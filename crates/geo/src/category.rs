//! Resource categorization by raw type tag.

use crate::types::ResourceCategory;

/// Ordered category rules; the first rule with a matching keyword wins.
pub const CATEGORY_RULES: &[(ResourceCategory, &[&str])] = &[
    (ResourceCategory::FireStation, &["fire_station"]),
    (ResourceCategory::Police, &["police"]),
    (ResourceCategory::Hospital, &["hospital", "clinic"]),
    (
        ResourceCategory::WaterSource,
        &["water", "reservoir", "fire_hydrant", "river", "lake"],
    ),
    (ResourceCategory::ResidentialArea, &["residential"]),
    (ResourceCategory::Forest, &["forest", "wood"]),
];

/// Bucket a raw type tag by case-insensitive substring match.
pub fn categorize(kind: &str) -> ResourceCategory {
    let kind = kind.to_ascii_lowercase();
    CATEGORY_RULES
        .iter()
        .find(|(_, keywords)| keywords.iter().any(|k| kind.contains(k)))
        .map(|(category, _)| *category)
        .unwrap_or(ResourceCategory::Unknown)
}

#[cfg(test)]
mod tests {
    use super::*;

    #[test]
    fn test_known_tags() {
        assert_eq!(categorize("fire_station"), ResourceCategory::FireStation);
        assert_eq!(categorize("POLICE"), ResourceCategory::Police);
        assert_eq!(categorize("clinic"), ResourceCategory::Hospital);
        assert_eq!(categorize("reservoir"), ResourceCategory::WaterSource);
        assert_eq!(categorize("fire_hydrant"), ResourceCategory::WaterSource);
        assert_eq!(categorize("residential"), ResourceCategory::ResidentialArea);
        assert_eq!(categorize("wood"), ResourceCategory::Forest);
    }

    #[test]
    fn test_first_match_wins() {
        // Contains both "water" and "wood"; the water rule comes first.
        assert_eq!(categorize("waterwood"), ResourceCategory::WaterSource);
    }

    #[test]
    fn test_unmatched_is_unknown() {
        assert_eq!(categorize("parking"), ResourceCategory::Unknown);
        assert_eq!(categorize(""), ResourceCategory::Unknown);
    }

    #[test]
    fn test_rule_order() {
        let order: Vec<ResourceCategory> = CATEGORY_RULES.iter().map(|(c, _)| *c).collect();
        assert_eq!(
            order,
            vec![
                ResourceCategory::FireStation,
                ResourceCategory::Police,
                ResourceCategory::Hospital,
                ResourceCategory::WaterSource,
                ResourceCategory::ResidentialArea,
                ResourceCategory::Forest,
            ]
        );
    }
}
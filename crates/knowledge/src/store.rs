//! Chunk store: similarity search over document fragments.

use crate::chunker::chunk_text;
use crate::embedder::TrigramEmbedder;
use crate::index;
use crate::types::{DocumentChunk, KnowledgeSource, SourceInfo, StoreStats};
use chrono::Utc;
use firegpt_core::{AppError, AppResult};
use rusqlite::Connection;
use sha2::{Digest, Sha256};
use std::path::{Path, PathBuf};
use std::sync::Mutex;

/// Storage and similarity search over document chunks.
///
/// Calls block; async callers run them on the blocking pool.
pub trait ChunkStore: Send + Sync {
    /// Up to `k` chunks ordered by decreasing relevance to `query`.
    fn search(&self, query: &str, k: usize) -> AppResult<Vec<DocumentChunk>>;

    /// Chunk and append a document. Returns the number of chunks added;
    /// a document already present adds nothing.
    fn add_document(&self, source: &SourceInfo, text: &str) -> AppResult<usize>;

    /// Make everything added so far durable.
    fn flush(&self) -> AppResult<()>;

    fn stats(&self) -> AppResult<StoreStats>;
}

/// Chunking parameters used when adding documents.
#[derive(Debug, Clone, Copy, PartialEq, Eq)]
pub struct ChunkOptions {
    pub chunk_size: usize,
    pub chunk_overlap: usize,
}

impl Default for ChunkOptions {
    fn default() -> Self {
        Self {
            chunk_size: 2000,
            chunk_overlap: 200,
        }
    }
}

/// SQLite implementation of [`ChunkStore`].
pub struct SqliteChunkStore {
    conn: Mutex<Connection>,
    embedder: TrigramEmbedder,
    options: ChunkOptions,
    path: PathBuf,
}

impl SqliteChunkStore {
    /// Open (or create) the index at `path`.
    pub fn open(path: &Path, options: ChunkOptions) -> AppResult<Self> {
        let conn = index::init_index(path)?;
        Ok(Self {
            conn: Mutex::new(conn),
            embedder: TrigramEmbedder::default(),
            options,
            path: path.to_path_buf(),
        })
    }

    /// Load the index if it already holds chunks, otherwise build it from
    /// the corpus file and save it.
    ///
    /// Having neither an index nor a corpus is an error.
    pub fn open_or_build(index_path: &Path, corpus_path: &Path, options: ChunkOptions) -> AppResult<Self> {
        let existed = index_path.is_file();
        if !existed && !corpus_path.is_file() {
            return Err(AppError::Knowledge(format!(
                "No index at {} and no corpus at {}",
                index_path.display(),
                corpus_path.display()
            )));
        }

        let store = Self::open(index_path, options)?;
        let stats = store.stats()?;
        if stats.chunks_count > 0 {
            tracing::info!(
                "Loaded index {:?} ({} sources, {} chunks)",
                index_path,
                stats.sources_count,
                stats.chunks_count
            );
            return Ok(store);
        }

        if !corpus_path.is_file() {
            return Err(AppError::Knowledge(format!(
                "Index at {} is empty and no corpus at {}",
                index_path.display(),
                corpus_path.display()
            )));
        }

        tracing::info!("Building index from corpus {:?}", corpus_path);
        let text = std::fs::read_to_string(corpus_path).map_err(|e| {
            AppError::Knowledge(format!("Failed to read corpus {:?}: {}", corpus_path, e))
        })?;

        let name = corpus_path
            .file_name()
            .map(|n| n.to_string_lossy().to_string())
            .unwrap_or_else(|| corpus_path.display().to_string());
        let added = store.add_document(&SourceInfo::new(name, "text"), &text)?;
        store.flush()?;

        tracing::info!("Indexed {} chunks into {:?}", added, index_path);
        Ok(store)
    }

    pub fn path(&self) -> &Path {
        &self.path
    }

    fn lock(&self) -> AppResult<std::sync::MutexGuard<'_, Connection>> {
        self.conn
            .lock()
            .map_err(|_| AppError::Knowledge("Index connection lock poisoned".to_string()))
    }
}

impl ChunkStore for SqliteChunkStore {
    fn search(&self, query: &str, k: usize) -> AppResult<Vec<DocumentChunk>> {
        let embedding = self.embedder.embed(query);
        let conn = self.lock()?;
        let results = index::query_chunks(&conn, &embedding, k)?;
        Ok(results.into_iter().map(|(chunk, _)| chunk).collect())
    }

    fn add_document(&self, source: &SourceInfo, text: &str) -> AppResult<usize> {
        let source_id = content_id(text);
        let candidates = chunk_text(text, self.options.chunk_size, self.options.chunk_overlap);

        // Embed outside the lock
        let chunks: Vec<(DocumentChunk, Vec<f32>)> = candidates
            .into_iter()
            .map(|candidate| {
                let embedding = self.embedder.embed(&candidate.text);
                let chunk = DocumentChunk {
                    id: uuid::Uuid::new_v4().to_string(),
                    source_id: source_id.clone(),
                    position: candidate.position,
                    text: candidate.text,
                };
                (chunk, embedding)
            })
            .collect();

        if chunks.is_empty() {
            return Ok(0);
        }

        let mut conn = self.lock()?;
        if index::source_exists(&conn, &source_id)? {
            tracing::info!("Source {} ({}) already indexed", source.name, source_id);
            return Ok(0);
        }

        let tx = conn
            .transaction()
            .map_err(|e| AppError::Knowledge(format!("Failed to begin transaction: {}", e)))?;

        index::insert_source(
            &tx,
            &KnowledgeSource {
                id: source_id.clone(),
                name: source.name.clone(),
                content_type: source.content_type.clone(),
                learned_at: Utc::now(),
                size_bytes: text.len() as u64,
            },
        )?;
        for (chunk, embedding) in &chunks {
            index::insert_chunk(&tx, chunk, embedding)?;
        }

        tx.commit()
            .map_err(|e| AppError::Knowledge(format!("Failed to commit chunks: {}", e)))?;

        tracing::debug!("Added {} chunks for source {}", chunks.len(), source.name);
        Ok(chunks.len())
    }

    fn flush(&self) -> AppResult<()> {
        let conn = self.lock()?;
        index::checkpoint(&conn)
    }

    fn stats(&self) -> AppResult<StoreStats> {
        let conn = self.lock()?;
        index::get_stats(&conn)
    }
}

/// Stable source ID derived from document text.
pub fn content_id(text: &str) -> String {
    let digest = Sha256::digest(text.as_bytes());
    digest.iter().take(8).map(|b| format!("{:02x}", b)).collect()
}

* What you are asked to do: Copy all lines of the material above where the string "transaction" occurs.

* Reply:
            .transaction()
            .map_err(|e| AppError::Knowledge(format!("Failed to begin transaction: {}", e)))?;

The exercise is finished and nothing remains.